Natural selection can push allele frequencies around, but what if it isn’t? Allele frequencies still change, due to the randomness inherent in who reproduces and who doesn’t. Or, what if natural selection is acting – how important is the randomness?

The simplest model

As usual, let’s start simple. Suppose in a population of size \(N\) an allele is at frequency \(p = k/N\). On average, we’d expect it to still be at frequency \(p\) in the next generation.

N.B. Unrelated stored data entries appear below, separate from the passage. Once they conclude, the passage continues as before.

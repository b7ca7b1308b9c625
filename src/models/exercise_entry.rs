//! Exercise entry model
//!
//! One logged activity session with a derived calorie burn.

use serde::{Deserialize, Serialize};

/// A logged exercise session
///
/// `calories_burned` is derived at creation (MET-based) and never edited
/// independently.
#[derive(Debug, Clone, Serialize, Deserialize)]
#[serde(rename_all = "camelCase")]
pub struct ExerciseEntry {
    pub id: i64,
    pub date: String,
    pub exercise: String,
    pub duration: f64, // minutes
    pub calories_burned: f64,
}

impl ExerciseEntry {
    pub fn new(id: i64, date: String, exercise: String, duration: f64, calories_burned: f64) -> Self {
        Self {
            id,
            date,
            exercise,
            duration,
            calories_burned,
        }
    }
}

Let’s see how that works out.

%load_ext slim_magic

import pandas as pd
import numpy as np
from matplotlib import pyplot as plt
from IPython.display import display, SVG

%%slim_stats_reps_cstack 30 --out drift
// set up a single locus simulation of drift
initialize()
{
    initializeMutationRate(0);
    initializeMutationType("m1", 0.5, "f", 0.0);
    initializeGenomicElementType("g1", c(m1), c(1.0));
    initializeGenomicElement(g1, 0, 0);
    initializeRecombinationRate(0);
    suppressWarnings(T);
}

1 {
    sim.addSubpop("p1", 500);
    // add mutation to half the genomes from the first population
    target = sample(p1.genomes, p1.individualCount);
    target.addNewMutation(m1,0, 0);
    log = sim.createLogFile("/dev/stdout", logInterval=1);
    log.addGeneration();
    log.addCustomColumn("p", "mean(p1.individuals.countOfMutationsOfType(m1))/2;");
}

500 late() {
    sim.simulationFinished();
}

Here’s those allele frequencies through time:

drift.set_axis([f"p{k}" for k in range(drift.shape[1])], axis=1, inplace=True)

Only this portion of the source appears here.